====== Entries supplied ======

use anyhow::{Context, Result};
use serde::{Deserialize, Serialize};
use std::collections::BTreeMap;
use std::path::Path;

#[derive(Debug, Serialize, Deserialize, Default, Clone)]
#[serde(default)]
pub struct FileConfig {
    pub system: SystemConfig,
    #[serde(skip_serializing_if = "Vec::is_empty")]
    pub remotes: Vec<RemoteConfig>,
    pub security: Option<SecurityConfig>,
    pub ingest: Option<IngestConfig>,
    pub jobs: Option<JobsConfig>,
    pub sync: Option<SyncConfig>,
}

#[derive(Debug, Serialize, Deserialize, Default, Clone)]
#[serde(default)]
pub struct SystemConfig {
    pub port: Option<u16>,
    /// Shared admin key, sent by clients as `x-key`.
    pub key: Option<String>,
    pub ready: bool,
    pub logging_level: Option<String>,
}

#[derive(Debug, Serialize, Deserialize, Clone, PartialEq)]
pub struct RemoteConfig {
    pub name: String,
    pub url: String,
}

#[derive(Debug, Serialize, Deserialize, Default, Clone)]
#[serde(default)]
pub struct SecurityConfig {
    pub extensions: Option<Vec<String>>,
    /// Uppercase hex magic prefix to extension.
    pub signatures: Option<BTreeMap<String, String>>,
    pub download_throttle_mbps: Option<f64>,
}

#[derive(Debug, Serialize, Deserialize, Default, Clone)]
#[serde(default)]
pub struct IngestConfig {
    pub watch_interval_ms: Option<u64>,
    pub queue_capacity: Option<usize>,
    /// "ffprobe" or "none"
    pub metadata_extractor: Option<String>,
}

#[derive(Debug, Serialize, Deserialize, Default, Clone)]
#[serde(default)]
pub struct JobsConfig {
    pub expiry_secs: Option<u64>,
}

#[derive(Debug, Serialize, Deserialize, Default, Clone)]
#[serde(default)]
pub struct SyncConfig {
    pub batch_size: Option<usize>,
    pub poll_interval_ms: Option<u64>,
    pub max_poll_attempts: Option<u32>,
    pub request_timeout_secs: Option<u64>,
}

impl FileConfig {
    pub fn load(path: &Path) -> Result<Self> {
        let content = std::fs::read_to_string(path)
            .with_context(|| format!("Failed to read config file: {:?}", path))?;
        toml::from_str(&content).with_context(|| format!("Failed to parse config file: {:?}", path))
    }

    /// A config for a freshly initialized node: random admin key, default
    /// security settings, and `ready = false` so the operator reviews it
    /// before the node serves anything.
    pub fn generate_default(port: u16) -> Self {
        let signatures = crate::media::DEFAULT_SIGNATURES
            .iter()
            .map(|(prefix, ext)| (prefix.to_string(), ext.to_string()))
            .collect();

        FileConfig {
            system: SystemConfig {
                port: Some(port),
                key: Some(generate_key()),
                ready: false,
                logging_level: None,
            },
            remotes: vec![],
            security: Some(SecurityConfig {
                extensions: Some(
                    crate::media::DEFAULT_EXTENSIONS
                        .iter()
                        .map(|e| e.to_string())
                        .collect(),
                ),
                signatures: Some(signatures),
                download_throttle_mbps: Some(super::DEFAULT_DOWNLOAD_THROTTLE_MBPS),
            }),
            ingest: None,
            jobs: None,
            sync: None,
        }
    }

    pub fn write(&self, path: &Path) -> Result<()> {
        let content = toml::to_string_pretty(self).context("Failed to serialize config")?;
        if let Some(parent) = path.parent() {
            std::fs::create_dir_all(parent)
                .with_context(|| format!("Failed to create config directory: {:?}", parent))?;
        }
        std::fs::write(path, content)
            .with_context(|| format!("Failed to write config file: {:?}", path))
    }
}

/// 32 lowercase hex characters.
pub fn generate_key() -> String {
    format!("{:032x}", rand::random::<u128>())
}
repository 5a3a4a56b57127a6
//! Registry of remotes currently being reconciled.
//!
//! Being registered is the permission to keep going: removing a name fires
//! its cancellation token, and the running sync stops at its next
//! checkpoint.

use std::collections::HashMap;
use std::sync::atomic::{AtomicU64, Ordering};
use std::sync::{Arc, Mutex};
use tokio_util::sync::CancellationToken;

struct ActiveEntry {
    registration_id: u64,
    token: CancellationToken,
}

#[derive(Clone, Default)]
pub struct ActiveSyncs {
    entries: Arc<Mutex<HashMap<String, ActiveEntry>>>,
    next_id: Arc<AtomicU64>,
}

impl ActiveSyncs {
    pub fn new() -> Self {
        Self::default()
    }

    /// Registers `name` unless it is already active. Check and insert happen
    /// under one lock.
    pub fn try_begin(&self, name: &str) -> Option<SyncRegistration> {
        let mut entries = self.entries.lock().unwrap();
        if entries.contains_key(name) {
            return None;
        }

        let registration_id = self.next_id.fetch_add(1, Ordering::Relaxed);
        let token = CancellationToken::new();
        entries.insert(
            name.to_string(),
            ActiveEntry {
                registration_id,
                token: token.clone(),
            },
        );

        Some(SyncRegistration {
            name: name.to_string(),
            registration_id,
            token,
            registry: self.clone(),
        })
    }

    /// Unregisters `name` and signals its sync to stop. Returns false if it
    /// was not active.
    pub fn cancel(&self, name: &str) -> bool {
        let removed = self.entries.lock().unwrap().remove(name);
        match removed {
            Some(entry) => {
                entry.token.cancel();
                true
            }
            None => false,
        }
    }

    pub fn cancel_all(&self) {
        let drained: Vec<ActiveEntry> = self
            .entries
            .lock()
            .unwrap()
            .drain()
            .map(|(_, entry)| entry)
            .collect();
        for entry in drained {
            entry.token.cancel();
        }
    }

    pub fn is_active(&self, name: &str) -> bool {
        self.entries.lock().unwrap().contains_key(name)
    }

    pub fn active_names(&self) -> Vec<String> {
        let mut names: Vec<String> = self.entries.lock().unwrap().keys().cloned().collect();
        names.sort();
        names
    }
}

/// Held by a running sync. Dropping it unregisters the name, unless the
/// name was cancelled and registered again in the meantime.
pub struct SyncRegistration {
    name: String,
    registration_id: u64,
    token: CancellationToken,
    registry: ActiveSyncs,
}

impl SyncRegistration {
    pub fn name(&self) -> &str {
        &self.name
    }

    pub fn token(&self) -> &CancellationToken {
        &self.token
    }

    pub fn is_cancelled(&self) -> bool {
        self.token.is_cancelled()
    }
}

impl Drop for SyncRegistration {
    fn drop(&mut self) {
        let mut entries = self.registry.entries.lock().unwrap();
        if entries
            .get(&self.name)
            .map(|entry| entry.registration_id == self.registration_id)
            .unwrap_or(false)
        {
            entries.remove(&self.name);
        }
    }
}
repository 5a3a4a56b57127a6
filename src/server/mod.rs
mod admin;
pub mod config;
mod http_layers;
mod peer_api;
pub mod server;
pub mod state;
mod stream;

pub use config::ServerConfig;
pub use http_layers::*;
pub use server::{make_app, run_server};
pub use state::ServerState;
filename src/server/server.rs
use anyhow::{Context, Result};
use std::future::Future;
use std::time::Duration;

use axum::{
    extract::State,
    http::StatusCode,
    middleware,
    response::{IntoResponse, Response},
    routing::get,
    Json, Router,
};
use serde::Serialize;
use tower_http::cors::CorsLayer;
use tracing::{error, info};

use super::admin::make_admin_routes;
use super::peer_api::make_peer_routes;
use super::stream::stream_file;
use super::{log_requests, state::*};

#[derive(Serialize)]
struct ServerStats {
    pub uptime: String,
    pub tracks: usize,
    pub version: &'static str,
}

fn format_uptime(duration: Duration) -> String {
    let total_seconds = duration.as_secs();

    let days = total_seconds / 86_400;
    let hours = (total_seconds % 86_400) / 3600;
    let minutes = (total_seconds % 3600) / 60;
    let seconds = total_seconds % 60;

    format!("{}d {:02}:{:02}:{:02}", days, hours, minutes, seconds)
}

async fn home(State(state): State<ServerState>) -> Response {
    let tracks = match state.track_index.count_verified() {
        Ok(count) => count,
        Err(err) => {
            error!("Failed to count tracks: {:#}", err);
            return StatusCode::INTERNAL_SERVER_ERROR.into_response();
        }
    };
    Json(ServerStats {
        uptime: format_uptime(state.start_time.elapsed()),
        tracks,
        version: env!("CARGO_PKG_VERSION"),
    })
    .into_response()
}

pub fn make_app(state: ServerState) -> Router {
    let home_router: Router = Router::new()
        .route("/", get(home))
        .route("/stream", get(stream_file))
        .with_state(state.clone());

    let mut app: Router = home_router
        .merge(make_peer_routes(state.clone()))
        .nest("/api/admin", make_admin_routes(state.clone()));

    app = app.layer(middleware::from_fn_with_state(state.clone(), log_requests));
    app.layer(CorsLayer::permissive())
}

/// Serves until `shutdown` resolves, then drains in-flight requests.
pub async fn run_server<F>(state: ServerState, shutdown: F) -> Result<()>
where
    F: Future<Output = ()> + Send + 'static,
{
    let port = state.config.port;
    let app = make_app(state);

    let listener = tokio::net::TcpListener::bind(("0.0.0.0", port))
        .await
        .with_context(|| format!("Failed to bind port {}", port))?;
    info!("Listening on port {}", port);

    axum::serve(listener, app)
        .with_graceful_shutdown(shutdown)
        .await
        .context("Server failed")
}
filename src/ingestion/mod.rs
//! Filesystem events in, deduplicated track index out.

mod events;
mod ingestor;
mod pipeline;
mod watcher;

pub use events::FsEvent;
pub use ingestor::{IngestError, Ingestor, ScanOutcome};
pub use pipeline::{IngestHandle, IngestPipeline, DEFAULT_QUEUE_CAPACITY};
pub use watcher::{scan_tree, FileStamp, PollingWatcher};
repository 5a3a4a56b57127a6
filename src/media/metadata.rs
//! Audio metadata extraction.

use async_trait::async_trait;
use serde::Deserialize;
use std::collections::HashMap;
use std::path::Path;
use std::process::Stdio;
use thiserror::Error;
use tokio::process::Command;

#[derive(Debug, Error)]
pub enum MetadataError {
    #[error("ffprobe failed: {0}")]
    ProbeFailed(String),

    #[error("IO error: {0}")]
    Io(#[from] std::io::Error),

    #[error("Invalid output: {0}")]
    InvalidOutput(String),
}

/// Whatever could be read from the file. Absent fields are filled in by the
/// ingest pipeline.
#[derive(Debug, Clone, Default, PartialEq)]
pub struct TrackMetadata {
    pub title: Option<String>,
    pub artist: Option<String>,
    /// Seconds.
    pub duration: Option<f64>,
    /// Bits per second.
    pub bitrate: Option<i64>,
}

#[async_trait]
pub trait MetadataExtractor: Send + Sync {
    async fn extract(&self, path: &Path) -> Result<TrackMetadata, MetadataError>;
}

/// Reads tags, duration and bitrate through `ffprobe`.
#[derive(Debug, Default, Clone)]
pub struct FfprobeExtractor;

#[derive(Debug, Deserialize)]
struct FfprobeOutput {
    format: FfprobeFormat,
    #[serde(default)]
    streams: Vec<FfprobeStream>,
}

#[derive(Debug, Deserialize)]
struct FfprobeFormat {
    duration: Option<String>,
    bit_rate: Option<String>,
    #[serde(default)]
    tags: HashMap<String, String>,
}

#[derive(Debug, Deserialize)]
struct FfprobeStream {
    codec_type: String,
    bit_rate: Option<String>,
    #[serde(default)]
    tags: HashMap<String, String>,
}

fn find_tag(tags: &HashMap<String, String>, key: &str) -> Option<String> {
    tags.iter()
        .find(|(k, _)| k.eq_ignore_ascii_case(key))
        .map(|(_, v)| v.trim().to_string())
        .filter(|v| !v.is_empty())
}

fn parse_ffprobe_output(json: &str) -> Result<TrackMetadata, MetadataError> {
    let probe: FfprobeOutput = serde_json::from_str(json)
        .map_err(|e| MetadataError::InvalidOutput(format!("JSON parse error: {}", e)))?;

    let audio_stream = probe
        .streams
        .iter()
        .find(|s| s.codec_type == "audio")
        .ok_or_else(|| MetadataError::InvalidOutput("No audio stream found".to_string()))?;

    // Vorbis style containers keep their tags on the stream.
    let tag = |key: &str| find_tag(&probe.format.tags, key).or_else(|| find_tag(&audio_stream.tags, key));

    let duration = probe
        .format
        .duration
        .as_ref()
        .and_then(|d| d.parse::<f64>().ok())
        .filter(|d| d.is_finite() && *d > 0.0);

    let bitrate = audio_stream
        .bit_rate
        .as_ref()
        .or(probe.format.bit_rate.as_ref())
        .and_then(|b| b.parse::<i64>().ok())
        .filter(|b| *b > 0);

    Ok(TrackMetadata {
        title: tag("title"),
        artist: tag("artist"),
        duration,
        bitrate,
    })
}

#[async_trait]
impl MetadataExtractor for FfprobeExtractor {
    async fn extract(&self, path: &Path) -> Result<TrackMetadata, MetadataError> {
        let output = Command::new("ffprobe")
            .args([
                "-v",
                "quiet",
                "-print_format",
                "json",
                "-show_format",
                "-show_streams",
            ])
            .arg(path)
            .stdout(Stdio::piped())
            .stderr(Stdio::piped())
            .output()
            .await?;

        if !output.status.success() {
            let stderr = String::from_utf8_lossy(&output.stderr);
            return Err(MetadataError::ProbeFailed(stderr.to_string()));
        }

        parse_ffprobe_output(&String::from_utf8_lossy(&output.stdout))
    }
}

/// Extractor that reads nothing, leaving the pipeline's filename defaults
/// in place. Used when `ffprobe` is not available.
#[derive(Debug, Default, Clone)]
pub struct FilenameExtractor;

#[async_trait]
impl MetadataExtractor for FilenameExtractor {
    async fn extract(&self, _path: &Path) -> Result<TrackMetadata, MetadataError> {
        Ok(TrackMetadata::default())
    }
}

/// Checks whether `ffprobe` can be spawned.
pub async fn ffprobe_available() -> bool {
    Command::new("ffprobe")
        .arg("-version")
        .stdout(Stdio::null())
        .stderr(Stdio::null())
        .status()
        .await
        .map(|s| s.success())
        .unwrap_or(false)
}
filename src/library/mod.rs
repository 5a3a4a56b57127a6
//! Persistent library state: the track index and the known peers.

mod models;
mod schema;
mod sqlite_store;

pub use models::{
    durations_match, normalize_tag, Manifest, ManifestTrack, RemoteRecord, TrackRecord,
    DURATION_MATCH_WINDOW_SECS, UNKNOWN_ARTIST,
};
pub use sqlite_store::SqliteLibraryStore;

use anyhow::Result;

/// Track index keyed by root-relative path, with secondary lookups by
/// content hash and by normalized (title, artist).
///
/// Lookups other than [`TrackIndex::get`] only consider admitted tracks.
pub trait TrackIndex: Send + Sync {
    /// Inserts or replaces the record at `track.path`, marking it admitted.
    fn put(&self, track: &TrackRecord) -> Result<()>;

    /// Returns true if a record was removed.
    fn delete(&self, path: &str) -> Result<bool>;

    fn get(&self, path: &str) -> Result<Option<TrackRecord>>;

    fn get_by_hash(&self, hash: &str) -> Result<Option<TrackRecord>>;

    fn find_by_metadata(&self, title: &str, artist: &str) -> Result<Vec<TrackRecord>>;

    fn list_verified(&self) -> Result<Vec<TrackRecord>>;

    fn list_paths(&self) -> Result<Vec<String>>;

    fn count_verified(&self) -> Result<usize>;
}

pub trait RemoteStore: Send + Sync {
    /// Inserts or replaces a remote, resetting its `last_sync`.
    fn upsert_remote(&self, name: &str, url: &str) -> Result<()>;

    /// Inserts a remote unless one with the same name exists.
    fn seed_remote(&self, name: &str, url: &str) -> Result<bool>;

    fn delete_remote(&self, name: &str) -> Result<bool>;

    fn get_remote(&self, name: &str) -> Result<Option<RemoteRecord>>;

    fn list_remotes(&self) -> Result<Vec<RemoteRecord>>;

    /// Returns false if the remote no longer exists.
    fn update_last_sync(&self, name: &str, timestamp_ms: i64) -> Result<bool>;
}
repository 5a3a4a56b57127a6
//! Shared constants for end-to-end tests
//!
//! When the seeded library or timings change, update only this file.

#![allow(dead_code)]

// ============================================================================
// Admin
// ============================================================================

/// Admin key every test node is configured with
pub const ADMIN_KEY: &str = "test-admin-key";

// ============================================================================
// Seeded Library
// ============================================================================

/// First track written into every fresh test node
pub const TRACK_1_PATH: &str = "music/first.mp3";

/// Second track written into every fresh test node
pub const TRACK_2_PATH: &str = "music/nested/second.mp3";

/// Number of tracks seeded into every fresh test node
pub const SEEDED_TRACK_COUNT: u64 = 2;

/// Size of each seeded track in bytes
pub const TRACK_SIZE_BYTES: usize = 4096;

// ============================================================================
// Test Timeouts and Configuration
// ============================================================================

/// Maximum time to wait for server to become ready (milliseconds)
pub const SERVER_READY_TIMEOUT_MS: u64 = 5000;

/// Polling interval when waiting for server ready (milliseconds)
pub const SERVER_READY_POLL_INTERVAL_MS: u64 = 50;

/// Timeout for individual HTTP requests (seconds)
pub const REQUEST_TIMEOUT_SECS: u64 = 10;

/// How often test nodes rescan their root (milliseconds)
pub const WATCH_INTERVAL_MS: u64 = 50;

/// How often test nodes poll a peer's archive job (milliseconds)
pub const JOB_POLL_INTERVAL_MS: u64 = 50;

/// Upper bound for background work a test waits on (milliseconds)
pub const EVENTUALLY_TIMEOUT_MS: u64 = 10_000;
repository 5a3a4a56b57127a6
mod requests_logging;

pub use requests_logging::{log_requests, RequestsLoggingLevel};
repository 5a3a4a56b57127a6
use serde::{Deserialize, Serialize};

/// Artist recorded when the file carries no artist tag.
pub const UNKNOWN_ARTIST: &str = "unknown";

/// A track known to the index, keyed by its root-relative path.
#[derive(Debug, Clone, PartialEq, Serialize, Deserialize)]
pub struct TrackRecord {
    pub path: String,
    pub hash: String,
    pub size: u64,
    /// Modification time in unix milliseconds.
    pub mtime: i64,
    pub title: String,
    pub artist: String,
    /// Seconds, 0 when unknown.
    pub duration: f64,
    /// Bits per second, 0 when unknown.
    pub bitrate: i64,
    pub verified: bool,
}

/// Entry of the manifest a node exposes to its peers.
#[derive(Debug, Clone, PartialEq, Serialize, Deserialize)]
pub struct ManifestTrack {
    pub path: String,
    pub hash: String,
    #[serde(default)]
    pub size: u64,
    #[serde(default)]
    pub title: String,
    #[serde(default)]
    pub artist: String,
    /// Older peers omit the duration.
    #[serde(default)]
    pub duration: Option<f64>,
    #[serde(default)]
    pub bitrate: i64,
}

impl From<TrackRecord> for ManifestTrack {
    fn from(track: TrackRecord) -> Self {
        ManifestTrack {
            path: track.path,
            hash: track.hash,
            size: track.size,
            title: track.title,
            artist: track.artist,
            duration: Some(track.duration),
            bitrate: track.bitrate,
        }
    }
}

#[derive(Debug, Clone, PartialEq, Serialize, Deserialize)]
pub struct Manifest {
    pub tracks: Vec<ManifestTrack>,
}

/// A peer node this node can pull from.
#[derive(Debug, Clone, PartialEq, Serialize)]
pub struct RemoteRecord {
    pub name: String,
    pub url: String,
    /// Unix milliseconds of the last completed reconciliation, 0 if never.
    pub last_sync: i64,
}

/// Normalization applied to titles and artists before they are stored or
/// compared.
pub fn normalize_tag(value: &str) -> String {
    value.trim().to_lowercase()
}

/// Two tracks are considered the same recording when their durations are
/// closer than this many seconds.
pub const DURATION_MATCH_WINDOW_SECS: f64 = 5.0;

pub fn durations_match(a: f64, b: f64) -> bool {
    (a - b).abs() < DURATION_MATCH_WINDOW_SECS
}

======

Your assignment:
Copy each line above holding "often".

Result:
/// How often test nodes rescan their root (milliseconds)
/// How often test nodes poll a peer's archive job (milliseconds)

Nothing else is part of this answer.